LEADERSHIP OF INDONESIAN NATIONAL LEADERS [RADEN MAS TUMENGGUNG ARIO SOERJO (GOVERNOR SURYO)]

by -156 Views
LEADERSHIP OF INDONESIAN NATIONAL LEADERS [RADEN MAS TUMENGGUNG ARIO SOERJO (GOVERNOR SURYO)]

Oleh: Prabowo Subianto [diambil dari Buku: Catatan Kepemimpinan Militer dari Pengalaman Bab I]

Bung Tomo sering diakui sebagai pemimpin revolusioner yang mampu menggerakkan dan membangkitkan semangat rakyat, tetapi Gubernur Suryo juga merupakan seorang orator yang berbakat. Pidatonya menandai dimulainya perang sejarah Surabaya.

Bayangkan ini. Gubernur Suryo bukanlah seorang prajurit. Ia bukan personil militer. Tetapi ia memahami bahwa ia memiliki tanggung jawab sejarah untuk bertahan. Ia memahami peran kepemimpinan: Seorang pemimpin harus sopan, harus membela kehormatan bangsa. Ia mewakili rakyatnya. Ia telah menunjukkan contoh yang besar bagi generasi muda tentang bagaimana seorang pemimpin mengambil keputusan sulit dan bagaimana seorang pemimpin bertindak tegas dalam membela tanah airnya.

Gubernur Suryo adalah bagian integral dari peristiwa pada 10 November 1945. Ia berada di balik keputusan untuk memulai Pertempuran Surabaya, salah satu peristiwa sejarah paling penting yang pernah dilakukan oleh rakyat Indonesia. Pertempuran besar antara arek-arek Suroboyo, yang terdiri dari anak muda dan siswa madrasah Surabaya, melawan Tentara Inggris. Ini adalah peristiwa heroik dalam pertempuran untuk mempertahankan kemerdekaan yang telah begitu sulit diraih oleh Republik Indonesia.

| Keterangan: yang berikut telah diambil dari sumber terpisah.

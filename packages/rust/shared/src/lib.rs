//! Shared types, error model, and configuration for jobsweep.
//!
//! This crate is the foundation depended on by all other jobsweep crates.
//! It provides:
//! - [`JobsweepError`], the unified error type
//! - Domain types ([`NormalizedRecord`], [`SeenEntry`], [`Tier`], [`RunId`])
//! - Per-tier raw records ([`RawRecord`])
//! - Configuration ([`AppConfig`], config loading)

pub mod config;
pub mod error;
pub mod raw;
pub mod types;

// Re-export public API at crate root for ergonomic imports.
pub use config::{
    AcquisitionConfig, AppConfig, BoardConfig, GoogleJobsConfig, JSearchConfig, NicheConfig,
    RegistryBackend, RegistryConfig, RunConfig, SearchConfig, SinkConfig, config_dir,
    config_file_path, init_config, load_config, load_config_from, resolve_secret,
};
pub use error::{JobsweepError, Result};
pub use raw::{
    ApplyOption, BoardCard, DetectedExtensions, GoogleJobsPosting, JSearchPosting, RawRecord,
    RequiredExperience,
};
pub use types::{
    EmploymentType, ExperienceLevel, NormalizedRecord, PostedDate, RegistryStats, RunId,
    SeenEntry, Tier,
};
//! Posted-date resolution: ISO prefixes and relative phrasing.

use std::sync::LazyLock;

use chrono::{Days, NaiveDate};
use regex::Regex;

use jobsweep_shared::PostedDate;

use crate::text::{UNPARSED_DATE_LIMIT, truncate_chars};

static ISO_PREFIX_RE: LazyLock<Regex> =
    LazyLock::new(|| Regex::new(r"^\d{4}-\d{2}-\d{2}").expect("valid regex"));

static IMMEDIATE_RE: LazyLock<Regex> =
    LazyLock::new(|| Regex::new(r"\b(just|today|now)\b").expect("valid regex"));

static RELATIVE_RE: LazyLock<Regex> = LazyLock::new(|| {
    Regex::new(r"(\d+)\+?\s*(minute|hour|day|week|month)").expect("valid regex")
});

/// Resolve a source's posted-date text against `today`.
///
/// A month counts as 30 days. Anything unrecognized is kept as
/// [`PostedDate::Unparsed`], capped at 20 characters.
pub fn parse_posted_date(input: &str, today: NaiveDate) -> PostedDate {
    let input = input.trim();
    if input.is_empty() {
        return PostedDate::Unknown;
    }

    if let Some(m) = ISO_PREFIX_RE.find(input) {
        return match NaiveDate::parse_from_str(m.as_str(), "%Y-%m-%d") {
            Ok(date) => PostedDate::Date(date),
            Err(_) => unparsed(input),
        };
    }

    let lower = input.to_lowercase();

    if IMMEDIATE_RE.is_match(&lower) {
        return PostedDate::Date(today);
    }
    if lower.contains("yesterday") {
        return days_before(today, 1).unwrap_or_else(|| unparsed(input));
    }

    if let Some(caps) = RELATIVE_RE.captures(&lower) {
        let Ok(amount) = caps[1].parse::<u64>() else {
            return unparsed(input);
        };
        let days = match &caps[2] {
            "minute" | "hour" => Some(0),
            "day" => Some(amount),
            "week" => amount.checked_mul(7),
            "month" => amount.checked_mul(30),
            _ => None,
        };
        return days
            .and_then(|d| days_before(today, d))
            .unwrap_or_else(|| unparsed(input));
    }

    unparsed(input)
}

fn days_before(today: NaiveDate, days: u64) -> Option<PostedDate> {
    today.checked_sub_days(Days::new(days)).map(PostedDate::Date)
}

fn unparsed(input: &str) -> PostedDate {
    PostedDate::Unparsed(truncate_chars(input, UNPARSED_DATE_LIMIT))
}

Pertempuran besar melawan para pemenang Perang Dunia II berlangsung selama tiga minggu, menewaskan lebih dari 16.000 pejuang Indonesia dan mengungsi 200.000 warga sipil. Pertempuran besar dan ganas ini diperingati setiap 10 November di Indonesia sebagai Hari Pahlawan.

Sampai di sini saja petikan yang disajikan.